A letter from the Secretary of that Conference to the Editor of the Bengal Harkaru fully disproved the misstatements.

The public ought to consider whether Nil Durpan, or the Blue Journals, were libellous. We say libel in its strictest sense, not libel in the Supreme Court form of interpretation.

Factious zeal did so much prejudice the Judge during the Trial, that he was at a great difficulty to distinguish right from wrong, even to construe the proper meaning of the word libel. According to Sir M. Wells' interpretation of the word libel, any exposition of social, moral, and political evils, was a libel ; the practice of these evils was to be indulged without any check, and any man attempting to check them must be brought to the trial of a Court of Justice.

When Sir Mordaunt Lawson Wells first sat on the Judicial Bench of the Supreme Court, Sir M. Wells expressed a strong antipathy towards the natives, whom he declaimed as a nation of forgers and perjurers. For trivial offences he inflicted on them the severest punishments.

For instance, we cite the trial of the well known Mutty Baboo of Santipore. That he was really guilty, everybody knows, but not so much as to deserve the severe punishment of 7 years' transportation. Whereas the murderer Watson, for his having a white skin was "commisserated with, pleaded for, and incontinently removed from the felon's cell to the Civil part of the Jail by the same Judge."

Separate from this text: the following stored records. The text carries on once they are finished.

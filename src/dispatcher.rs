use std::collections::VecDeque;

use crate::command::{Services, execute_command};
use crate::domain::webhook::WebhookEvent;
use crate::error::DispatchError;
use crate::job::{JobOutcome, JobState};
use crate::update;

/// Upper bound on commands per delivery; the longest handler issues four.
const MAX_STEPS: usize = 16;

/// Runs one delivery's handler to completion against the shared services.
pub struct Dispatcher {
    services: Services,
    bot_login: Option<String>,
}

impl Dispatcher {
    pub fn new(services: Services, bot_login: Option<String>) -> Self {
        Self {
            services,
            bot_login,
        }
    }

    /// Drive the handler for `event`.
    ///
    /// `Ok(None)` means the delivery required no work.
    pub async fn run(&self, event: WebhookEvent) -> Result<Option<JobOutcome>, DispatchError> {
        let Some((mut job, commands)) = update::start(event, self.bot_login.as_deref()) else {
            return Ok(None);
        };
        tracing::debug!(
            trigger = job.trigger.as_str(),
            repo = %job.repo.full_name(),
            issue = job.issue.number,
            "handler started"
        );

        let mut queue: VecDeque<_> = commands.into();
        let mut steps = 0;
        while let Some(command) = queue.pop_front() {
            steps += 1;
            if steps > MAX_STEPS {
                return Err(DispatchError::Stalled(MAX_STEPS));
            }
            let action = execute_command(command, &self.services).await;
            queue.extend(update::update(&mut job, action));
        }

        match job.state {
            JobState::Done => Ok(Some(job.outcome())),
            JobState::Failed(err) => Err(err),
            _ => Err(DispatchError::Stalled(steps)),
        }
    }

    /// Run the handler and log how it ended. Failures stop here.
    pub async fn handle(&self, event: WebhookEvent) {
        let name = event.name();
        let repo = event.repo().full_name();
        let issue = event.issue().number;

        match self.run(event).await {
            Ok(Some(outcome)) => tracing::info!(
                event = name,
                repo = %repo,
                issue,
                trigger = outcome.trigger.as_str(),
                score = outcome.score,
                label = outcome.label.map(|l| l.as_str()),
                comment_id = outcome.comment_id,
                updated_existing = outcome.updated_existing,
                "delivery handled"
            ),
            Ok(None) => tracing::debug!(event = name, repo = %repo, issue, "delivery ignored"),
            Err(err) => tracing::error!(
                event = name,
                repo = %repo,
                issue,
                error = %err,
                "delivery handler failed"
            ),
        }
    }
}

#[cfg(test)]
mod tests {
    use std::sync::Arc;

    use super::*;
    use crate::domain::label::QualityLabel;
    use crate::domain::report::REPORT_MARKER;
    use crate::domain::types::{CommentAuthor, IssueComment, IssueRef, RepoRef};
    use crate::domain::webhook::{CommentEnvelope, IssueEnvelope};
    use crate::job::Trigger;
    use crate::testing::{MockModel, MockTracker};

    fn dispatcher(model: MockModel, tracker: Arc<MockTracker>) -> Dispatcher {
        let services = Services {
            model: Arc::new(model),
            tracker,
        };
        Dispatcher::new(services, Some("grader-bot".to_string()))
    }

    fn envelope() -> IssueEnvelope {
        IssueEnvelope {
            repo: RepoRef::new("acme", "widgets"),
            issue: IssueRef {
                number: 7,
                title: "Login fails".to_string(),
                body: None,
            },
            author: "alice".to_string(),
        }
    }

    fn slash(body: &str) -> WebhookEvent {
        let e = envelope();
        WebhookEvent::CommentCreated(CommentEnvelope {
            repo: e.repo,
            issue: e.issue,
            body: body.to_string(),
            commenter: "bob".to_string(),
            commenter_is_bot: false,
        })
    }

    #[tokio::test]
    async fn opened_issue_posts_report_and_label() {
        let tracker = Arc::new(MockTracker::default());
        let model = MockModel::replying(
            "Here you go:\n```json\n{\"score\": 30, \"aspectos_buenos\": [], \"aspectos_mejorar\": [\"steps\"], \"sugerencias\": \"Add steps\"}\n```",
        );
        let outcome = dispatcher(model, tracker.clone())
            .run(WebhookEvent::IssueOpened(envelope()))
            .await
            .unwrap()
            .unwrap();

        assert_eq!(outcome.trigger, Trigger::Opened);
        assert_eq!(outcome.score, Some(30));
        assert_eq!(outcome.label, Some(QualityLabel::UrgentReview));

        let created = tracker.created();
        assert_eq!(created.len(), 1);
        assert_eq!(created[0].issue_number, 7);
        assert!(created[0].body.contains("30/100"));
        assert_eq!(tracker.labels(), vec![(7, vec!["urgent-review".to_string()])]);
    }

    #[tokio::test]
    async fn edited_issue_patches_existing_report() {
        let tracker = Arc::new(MockTracker::with_comments(vec![IssueComment {
            id: 55,
            body: Some(format!("## old\n{REPORT_MARKER}")),
            user: Some(CommentAuthor {
                login: "grader-bot".to_string(),
                kind: Some("User".to_string()),
            }),
        }]));
        let model = MockModel::replying(r#"{"score": 90}"#);
        let outcome = dispatcher(model, tracker.clone())
            .run(WebhookEvent::IssueEdited(envelope()))
            .await
            .unwrap()
            .unwrap();

        assert!(outcome.updated_existing);
        assert_eq!(outcome.comment_id, Some(55));
        assert!(tracker.created().is_empty());
        assert!(tracker.labels().is_empty());
        let updated = tracker.updated();
        assert_eq!(updated.len(), 1);
        assert!(updated[0].body.contains("90/100"));
    }

    #[tokio::test]
    async fn label_failure_surfaces_after_comment() {
        let tracker = Arc::new(MockTracker::failing("add labels"));
        let err = dispatcher(MockModel::replying(r#"{"score": 65}"#), tracker.clone())
            .run(WebhookEvent::IssueOpened(envelope()))
            .await
            .unwrap_err();

        assert!(matches!(err, DispatchError::Tracker(ref e) if e.operation == "add labels"));
        assert_eq!(tracker.created().len(), 1);
    }

    #[tokio::test]
    async fn rewrite_failure_posts_nothing() {
        let tracker = Arc::new(MockTracker::default());
        let err = dispatcher(MockModel::failing("quota"), tracker.clone())
            .run(slash("/mejorar"))
            .await
            .unwrap_err();

        assert!(matches!(err, DispatchError::Rewrite(_)));
        assert!(tracker.created().is_empty());
    }

    #[tokio::test]
    async fn evaluate_command_uses_the_evaluation_prompt() {
        let tracker = Arc::new(MockTracker::default());
        let model = Arc::new(MockModel::replying("not json at all"));
        let services = Services {
            model: model.clone(),
            tracker: tracker.clone(),
        };
        let outcome = Dispatcher::new(services, None)
            .run(slash("/evaluar"))
            .await
            .unwrap()
            .unwrap();

        assert_eq!(outcome.score, Some(50));
        assert_eq!(outcome.label, None);
        let prompts = model.prompts.lock().unwrap().clone();
        assert_eq!(prompts.len(), 1);
        assert!(prompts[0].contains("Login fails"));
        assert!(tracker.created()[0].body.contains("Add more detail"));
    }

    #[tokio::test]
    async fn chatter_is_ignored_without_calls() {
        let tracker = Arc::new(MockTracker::default());
        let model = Arc::new(MockModel::default());
        let services = Services {
            model: model.clone(),
            tracker: tracker.clone(),
        };
        let result = Dispatcher::new(services, None).run(slash("looks good")).await;

        assert_eq!(result, Ok(None));
        assert!(model.prompts.lock().unwrap().is_empty());
    }
}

He grossly insulted us and injured our reputation. He encroached on our rights and threw us into the contempt and ridicule of the civilised nations of the Earth. The Natives of India were not Carolina slaves that they will suffer all public indignities. Manfully did they then fight to vindicate their Just cause[1]—a cause which they had every right to assert. Never have we heard of, nor witnessed such a political strife since the conquest of India by the English; a strife on which the destinies of a high functionary and the natives of Bengal were firmly at a stake.

The prosecutor was not an Indigo planter and still the 2nd count was allowed to stand. It was urged that as the prosecutor was a member of the Indigo Planters' Association, so he could sue the Reverend Mr. Long on behalf of the Planters. Admitting the truth of the 2nd count, for arguments' sake, Mr. Brett could not at all sue on behalf of the Planters, for the planters were not a corporate and definite body. The costs of the suit were paid by the Commercial and Land-holders alias the Indigo Planters' Association. The counsel for the prosecutor was a member of the Association, but he nominally withdrew his connection from the Association, and became a counsel to be the prosecutor's counsel. Such was the extent of malice shown towards Mr. Long, that the respectable natives were not allowed by the Supreme Court to wait on a deputation on Mr. Long at the common Jail, for the purpose of presenting him an address which was subsequently forwarded to him in the way of letter, just few days after his being taken in to the Jail.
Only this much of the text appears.